Dear Luciana,
We at Homesure Property regularly house asylum seekers, often at very short notice, providing them with clean, safe, and suitable accommodation at the relevant local authority housing rate.
We support the local authority who lean on us heavily as they know that we work quickly to house their clients, especially when other agents and/or landlords will not help due to the risks involved.
The main risk, although there are many, is receiving the rent. It seems that each Government department is incapable of liaising with each other.
One example (although there are many) is that we housed a family of 4 asylum seekers within 24 hours. The Home Office pressured the local authority to get the family housed, and we managed to turn all the paperwork round quickly.
The family have now been in the property for 4 months, however, we are yet to receive a penny in rent.
Most agents/landlords would have served a 2-week eviction notice (Section 8) after 32 days of not having received the rent. We have chosen not to do this as the family is vulnerable; has already had to leave their home & country; and it is simply not their fault.
The civil servants who brought them into the country, cannot help.
The civil servants who sought out a home for them, moved them in, and continue to provide support, cannot help.

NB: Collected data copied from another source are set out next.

impl Subscription {
    pub fn topic(&self) -> &str {
        &self.topic
    }

    /// Removes the subscriber. Its reader finishes what is already in the
    /// channel and exits.
    pub fn unsubscribe(&self) -> bool {
        let Some(inner) = self.provider.upgrade() else {
            return false;
        };
        let mut state = sync::write(&inner.state);
        let Some(topic) = state.topics.get_mut(&self.topic) else {
            return false;
        };
        let Some(position) = topic.subscribers.iter().position(|s| s.id == self.id) else {
            return false;
        };
        let subscriber = topic.subscribers.remove(position);
        inner
            .in_flight
            .fetch_sub(subscriber.pending.len(), Ordering::AcqRel);
        tracing::debug!(topic = %self.topic, id = self.id, "events.unsubscribe");
        true
    }
}

#[cfg(test)]
mod test {
    use std::sync::Mutex;

    use super::*;

    fn provider(buffer: usize) -> EventProvider {
        let provider = EventProvider::new(EventOptions {
            max_workers_per_topic: 10,
            channel_buffer_size: buffer,
        });
        provider
            .add_event(Event {
                id: "1_tick".into(),
                args: vec![("n".into(), Type::INT)],
            })
            .unwrap();
        provider
    }

    fn recorder() -> (Arc<Mutex<Vec<i64>>>, Handler) {
        let seen = Arc::new(Mutex::new(Vec::new()));
        let sink = seen.clone();
        let handler: Handler = Arc::new(move |data: Vec<Value>| {
            if let Some(Value::Int(n)) = data.first() {
                thread::sleep(Duration::from_micros(200));
                sink.lock().unwrap().push(*n);
            }
        });
        (seen, handler)
    }

    #[test]
    fn test_every_subscriber_sees_every_message_in_order() {
        let provider = provider(2);
        let (first, handler) = recorder();
        provider.subscribe("1_tick", handler).unwrap();
        let (second, handler) = recorder();
        provider.subscribe("1_tick", handler).unwrap();

        for n in 0..200 {
            provider.publish("1_tick", vec![Value::Int(n)]).unwrap();
        }
        assert!(provider.wait_idle(Duration::from_secs(10)));

        let expected: Vec<i64> = (0..200).collect();
        assert_eq!(*first.lock().unwrap(), expected);
        assert_eq!(*second.lock().unwrap(), expected);
        assert!(provider.stats().buffered > 0);
    }

    #[test]
    fn test_messages_published_before_subscribing_are_kept() {
        let provider = provider(8);
        provider.publish("1_tick", vec![Value::Int(1)]).unwrap();
        let (seen, handler) = recorder();
        provider.subscribe("1_tick", handler).unwrap();
        assert!(provider.wait_idle(Duration::from_secs(5)));
        assert_eq!(*seen.lock().unwrap(), vec![1]);
    }

    #[test]
    fn test_unheard_messages_keep_only_the_newest() {
        let provider = provider(2);
        for n in 1..=3 {
            provider.publish("1_tick", vec![Value::Int(n)]).unwrap();
        }
        let (seen, handler) = recorder();
        provider.subscribe("1_tick", handler).unwrap();
        assert!(provider.wait_idle(Duration::from_secs(5)));
        assert_eq!(*seen.lock().unwrap(), vec![2, 3]);
    }

    #[test]
    fn test_argument_checks() {
        let provider = provider(8);
        assert_eq!(
            provider.publish("1_tick", vec![]),
            Err(EventError::ArgumentCount {
                event: "1_tick".into(),
                expected: 1,
                got: 0
            })
        );
        assert!(matches!(
            provider.publish("1_tick", vec![Value::string("x")]),
            Err(EventError::ArgumentType { index: 1, .. })
        ));
        assert_eq!(
            provider.publish("1_missing", vec![]),
            Err(EventError::UnknownEvent("1_missing".into()))
        );
    }

    #[test]
    fn test_close() {
        let provider = provider(8);
        let (seen, handler) = recorder();
        provider.subscribe("1_tick", handler).unwrap();
        provider.publish("1_tick", vec![Value::Int(1)]).unwrap();
        provider.close();
        assert_eq!(
            provider.publish("1_tick", vec![Value::Int(2)]).unwrap_err().to_string(),
            "provider closed"
        );
        assert!(provider.wait_idle(Duration::from_secs(5)));
        assert!(seen.lock().unwrap().len() <= 1);
    }

    #[test]
    fn test_unsubscribe() {
        let provider = provider(8);
        let (seen, handler) = recorder();
        let subscription = provider.subscribe("1_tick", handler).unwrap();
        assert!(subscription.unsubscribe());
        assert!(!subscription.unsubscribe());
        provider.publish("1_tick", vec![Value::Int(1)]).unwrap();
        thread::sleep(Duration::from_millis(20));
        assert!(seen.lock().unwrap().is_empty());
    }
}
use std::sync::Arc;

use crate::{
    ast::{ImplDecl, StructDecl},
    error::{ExecutionError, ExecutionErrorKind, WithSpan},
    span::Span,
    sync,
    value::{
        function::Closure,
        prototype::{Member, PrototypeError},
        structs::{StructDefinition, StructField},
        types::Type,
        Value,
    },
};

use super::{scope::Binding, Interpreter};

impl Interpreter {
    pub(crate) fn declare_struct(&mut self, decl: &StructDecl, span: &Span) -> Result<(), ExecutionError> {
        let mut fields = Vec::with_capacity(decl.fields.len());
        for field in &decl.fields {
            if fields.iter().any(|f: &StructField| f.name == field.name) {
                return Err(ExecutionError::new(
                    ExecutionErrorKind::AlreadyDeclared(format!("{}.{}", decl.name, field.name)),
                    field.span.clone(),
                ));
            }
            fields.push(StructField {
                name: field.name.clone(),
                ty: self.resolve_type(&field.ty, &field.span)?,
                private: field.private,
            });
        }

        let definition = Arc::new(StructDefinition::new(&decl.name, fields));
        tracing::trace!(name = %decl.name, id = definition.id, "interpreter.struct.declare");
        sync::write(&self.scope)
            .declare(&decl.name, Binding::constant(Value::StructDef(definition)))
            .at(span)
    }

    /// Fills the prototype of a struct once and locks it.
    pub(crate) fn implement(&mut self, decl: &ImplDecl, span: &Span) -> Result<(), ExecutionError> {
        let definition = match self.resolve_name(&decl.target, span)? {
            Value::StructDef(definition) => definition,
            other => {
                return Err(ExecutionError::new(
                    ExecutionErrorKind::TypeMismatch(format!(
                        "cannot implement {}, '{}' is not a struct",
                        other.type_of(),
                        decl.target
                    )),
                    span.clone(),
                ))
            }
        };
        let prototype = &definition.prototype;
        if prototype.is_implemented() {
            return Err(ExecutionError::new(
                PrototypeError::AlreadyImplemented(definition.name.to_string()),
                span.clone(),
            ));
        }

        let receiver = definition.instance_type();
        let closure = Closure(self.scope.clone());
        let mut methods = Vec::with_capacity(decl.methods.len());
        for method in &decl.methods {
            let name = method.name.as_deref().unwrap_or_default();
            if name == "init" && method.private {
                return Err(ExecutionError::new(
                    ExecutionErrorKind::Runtime(format!(
                        "init of {} cannot be private",
                        definition.name
                    )),
                    method.span.clone(),
                ));
            }
            let function =
                self.user_function(method, closure.clone(), Some(definition.id), Some(&receiver))?;
            if name == "init"
                && !(function.returns.compare(&Type::VOID) || function.returns.compare(&receiver))
            {
                return Err(ExecutionError::new(
                    ExecutionErrorKind::TypeMismatch(format!(
                        "init of {} must return {} or void",
                        definition.name, receiver
                    )),
                    method.span.clone(),
                ));
            }
            methods.push((name, function, method));
        }

        // Nothing touches the prototype until every method resolved.
        prototype.unlock();
        for (name, function, method) in methods {
            if let Err(err) = prototype.set(name, Value::function(function), method.private) {
                prototype.clear();
                prototype.lock();
                return Err(ExecutionError::new(err, method.span.clone()));
            }
        }
        prototype.implement().at(span)?;
        self.module.add_implemented(definition.clone());
        tracing::trace!(name = %definition.name, methods = ?prototype.names(), "interpreter.struct.implement");
        Ok(())
    }

    /// `Name(args)`: zero values, then `init` bound to the new instance.
    pub(crate) fn construct(
        &mut self,
        definition: &Arc<StructDefinition>,
        args: Vec<Value>,
        span: &Span,
    ) -> Result<Value, ExecutionError> {
        let instance = Value::StructInstance(Arc::new(definition.instantiate()));
        match definition.prototype.get("init") {
            Some(Member {
                value: Value::Function(init),
                ..
            }) => {
                let init = init.bind(instance.clone());
                self.call_function(&init, args, span)?;
            }
            _ if !args.is_empty() => {
                return Err(ExecutionError::new(
                    ExecutionErrorKind::ArgumentCount {
                        expected: 0,
                        minimum: 0,
                        got: args.len(),
                    },
                    span.clone(),
                ))
            }
            _ => {}
        }
        Ok(instance)
    }
}
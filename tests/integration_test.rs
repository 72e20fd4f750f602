use std::{
    fs,
    io::Write,
    path::Path,
    sync::{Arc, Mutex},
    thread,
    time::Duration,
};

use nubo::{
    cancel::CancellationToken, config::Config, value::types::Type, Engine, Error,
    ExecutionErrorKind, Level, Value,
};
use pretty_assertions::assert_eq;

/// Output sink shared with the engine.
#[derive(Debug, Clone, Default)]
struct Output(Arc<Mutex<Vec<u8>>>);

impl Output {
    fn text(&self) -> String {
        String::from_utf8(self.0.lock().unwrap().clone()).expect("output should be valid UTF-8")
    }
}

impl Write for Output {
    fn write(&mut self, buf: &[u8]) -> std::io::Result<usize> {
        self.0.lock().unwrap().extend_from_slice(buf);
        Ok(buf.len())
    }

    fn flush(&mut self) -> std::io::Result<()> {
        Ok(())
    }
}

fn engine_in(dir: &Path) -> (Arc<Engine>, Output) {
    let output = Output::default();
    let engine = Engine::with_options(Config::default(), dir, output.clone());
    (engine, output)
}

fn run(source: &str) -> Result<Option<Value>, Error> {
    let (engine, _) = engine_in(Path::new("."));
    engine.run_source(source, "test.nubo")
}

fn test_valid_program(source: &str, expected: Value) {
    let value = run(source)
        .expect("program should run")
        .expect("program should return a value");
    assert_eq!(value, expected);
}

fn test_output(source: &str, expected_output: &str) {
    let (engine, output) = engine_in(Path::new("."));
    engine
        .run_source(source, "test.nubo")
        .expect("program should run");
    assert_eq!(output.text(), expected_output);
}

fn execution_error(source: &str) -> nubo::ExecutionError {
    match run(source) {
        Err(Error::Execution(err)) => err,
        other => panic!("expected an execution error, got {other:?}"),
    }
}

The Housing Benefit department refuse to help because the asylum seekers have not received certain documents from HMRC.
We are now in the position where we are owed nearly £3,000 in rent with absolutely no guarantees that this money will come.
I must stress that this particular property is owned by our company and NOT by one of our landlords. If it was, we would’ve had to evict the family on the Landlord’s behalf, and thrown them back into the same system that has caused them so much stress already.
We desperately need to have better communication between Government departments as well as guarantees for landlords who provide accommodation for these types of the tenants.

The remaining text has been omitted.